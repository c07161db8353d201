//! Authentication and authorization boundary.
//!
//! The PSK layer authenticates the calling service with a constant-time comparison. The actor
//! layer then resolves who the service is acting for (`x-actor-id`, a profile ID) and attaches
//! an [`Actor`] that handlers check against the role policy.

use std::sync::Arc;

use axum::{
    extract::{Request, State},
    http::header,
    middleware::Next,
    response::{IntoResponse, Response},
};
use subtle::ConstantTimeEq;

use crate::db::Repository;
use crate::errors::{AppError, AppErrorWithRevision};
use crate::models::Role;

/// Header name for the API key.
pub const API_KEY_HEADER: &str = "x-api-key";

/// Header naming the profile the caller acts for.
pub const ACTOR_HEADER: &str = "x-actor-id";

/// Kind of access an operation needs.
#[derive(Debug, Clone, Copy, PartialEq, Eq)]
pub enum Access {
    /// Any authenticated role
    Read,
    /// Data entry: students, sponsors, exams, records
    Write,
    /// Years, settings, profiles, maintenance, audit log
    Admin,
}

/// The identity an operation runs as.
#[derive(Debug, Clone)]
pub struct Actor {
    /// Profile ID, `None` for the trusted service itself
    pub id: Option<String>,
    pub role: Role,
}

impl Actor {
    pub fn service() -> Self {
        Self {
            id: None,
            role: Role::Admin,
        }
    }

    /// Name recorded in audit entries.
    pub fn name(&self) -> &str {
        self.id.as_deref().unwrap_or("service")
    }

    /// Check the role policy. Denials carry no detail about the policy.
    pub fn authorize(&self, access: Access) -> Result<(), AppError> {
        let allowed = match access {
            Access::Read => true,
            Access::Write => matches!(self.role, Role::Admin | Role::Staff),
            Access::Admin => self.role == Role::Admin,
        };
        if allowed {
            Ok(())
        } else {
            Err(AppError::PermissionDenied("Permission denied".to_string()))
        }
    }
}

/// PSK authentication layer function that takes the expected PSK as a parameter.
pub async fn psk_auth_layer(
    expected_psk: Option<String>,
    request: Request,
    next: Next,
) -> Response {
    // If no PSK is configured, allow all requests (dev mode)
    let Some(expected) = expected_psk else {
        return next.run(request).await;
    };

    let provided = request
        .headers()
        .get(API_KEY_HEADER)
        .and_then(|v| v.to_str().ok())
        .map(|s| s.to_string());

    match provided {
        Some(provided_key) => {
            if constant_time_compare(&provided_key, &expected) {
                next.run(request).await
            } else {
                unauthorized_response("Invalid API key")
            }
        }
        None => {
            // Also check Authorization header as bearer token
            let bearer = request
                .headers()
                .get(header::AUTHORIZATION)
                .and_then(|v| v.to_str().ok())
                .and_then(|s| s.strip_prefix("Bearer "))
                .map(|s| s.to_string());

            match bearer {
                Some(bearer_key) if constant_time_compare(&bearer_key, &expected) => {
                    next.run(request).await
                }
                _ => unauthorized_response("Missing or invalid API key"),
            }
        }
    }
}

/// Resolve the acting profile and attach it to the request as an [`Actor`] extension.
pub async fn actor_layer(
    State(repo): State<Arc<Repository>>,
    mut request: Request,
    next: Next,
) -> Response {
    let actor_id = request
        .headers()
        .get(ACTOR_HEADER)
        .and_then(|v| v.to_str().ok())
        .map(|s| s.trim().to_string())
        .filter(|s| !s.is_empty());

    let actor = match actor_id {
        None => Actor::service(),
        Some(id) => match repo.get_profile(&id).await {
            Ok(Some(profile)) => Actor {
                id: Some(profile.id),
                role: profile.role,
            },
            Ok(None) => {
                tracing::debug!("Unknown actor profile {}", id);
                return rejected(AppError::PermissionDenied("Permission denied".to_string()), &repo)
                    .await;
            }
            Err(e) => return rejected(e, &repo).await,
        },
    };

    request.extensions_mut().insert(actor);
    next.run(request).await
}

async fn rejected(error: AppError, repo: &Repository) -> Response {
    let revision_id = repo.get_revision_id().await.unwrap_or(0);
    AppErrorWithRevision { error, revision_id }.into_response()
}

/// Perform constant-time string comparison.
fn constant_time_compare(a: &str, b: &str) -> bool {
    a.as_bytes().ct_eq(b.as_bytes()).into()
}

/// Reject a caller that failed the PSK check. No revision is disclosed before authentication.
fn unauthorized_response(message: &str) -> Response {
    AppErrorWithRevision {
        error: AppError::Unauthorized(message.to_string()),
        revision_id: 0,
    }
    .into_response()
}

#[cfg(test)]
mod tests {
    use super::*;
    use crate::errors::codes;

    fn actor(role: Role) -> Actor {
        Actor {
            id: Some("p1".to_string()),
            role,
        }
    }

    #[test]
    fn test_constant_time_compare() {
        assert!(constant_time_compare("test-key-123", "test-key-123"));
        assert!(!constant_time_compare("test-key-123", "test-key-124"));
        assert!(!constant_time_compare("short", "much-longer-key"));
        assert!(!constant_time_compare("", "not-empty"));
    }

    #[test]
    fn test_role_policy() {
        assert!(actor(Role::Viewer).authorize(Access::Read).is_ok());
        assert!(actor(Role::Viewer).authorize(Access::Write).is_err());
        assert!(actor(Role::Staff).authorize(Access::Write).is_ok());
        assert!(actor(Role::Staff).authorize(Access::Admin).is_err());
        assert!(actor(Role::Admin).authorize(Access::Admin).is_ok());
    }

    #[test]
    fn test_service_actor_is_admin() {
        let service = Actor::service();
        assert_eq!(service.name(), "service");
        assert!(service.authorize(Access::Admin).is_ok());
    }

    #[test]
    fn test_denial_is_opaque() {
        let err = actor(Role::Viewer).authorize(Access::Admin).unwrap_err();
        assert_eq!(err.error_code(), codes::PERMISSION_DENIED);
        assert_eq!(err.message(), "Permission denied");
    }
}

----------------

Nothing but a number is expected: how many lines in the data above hold the word "errors".

2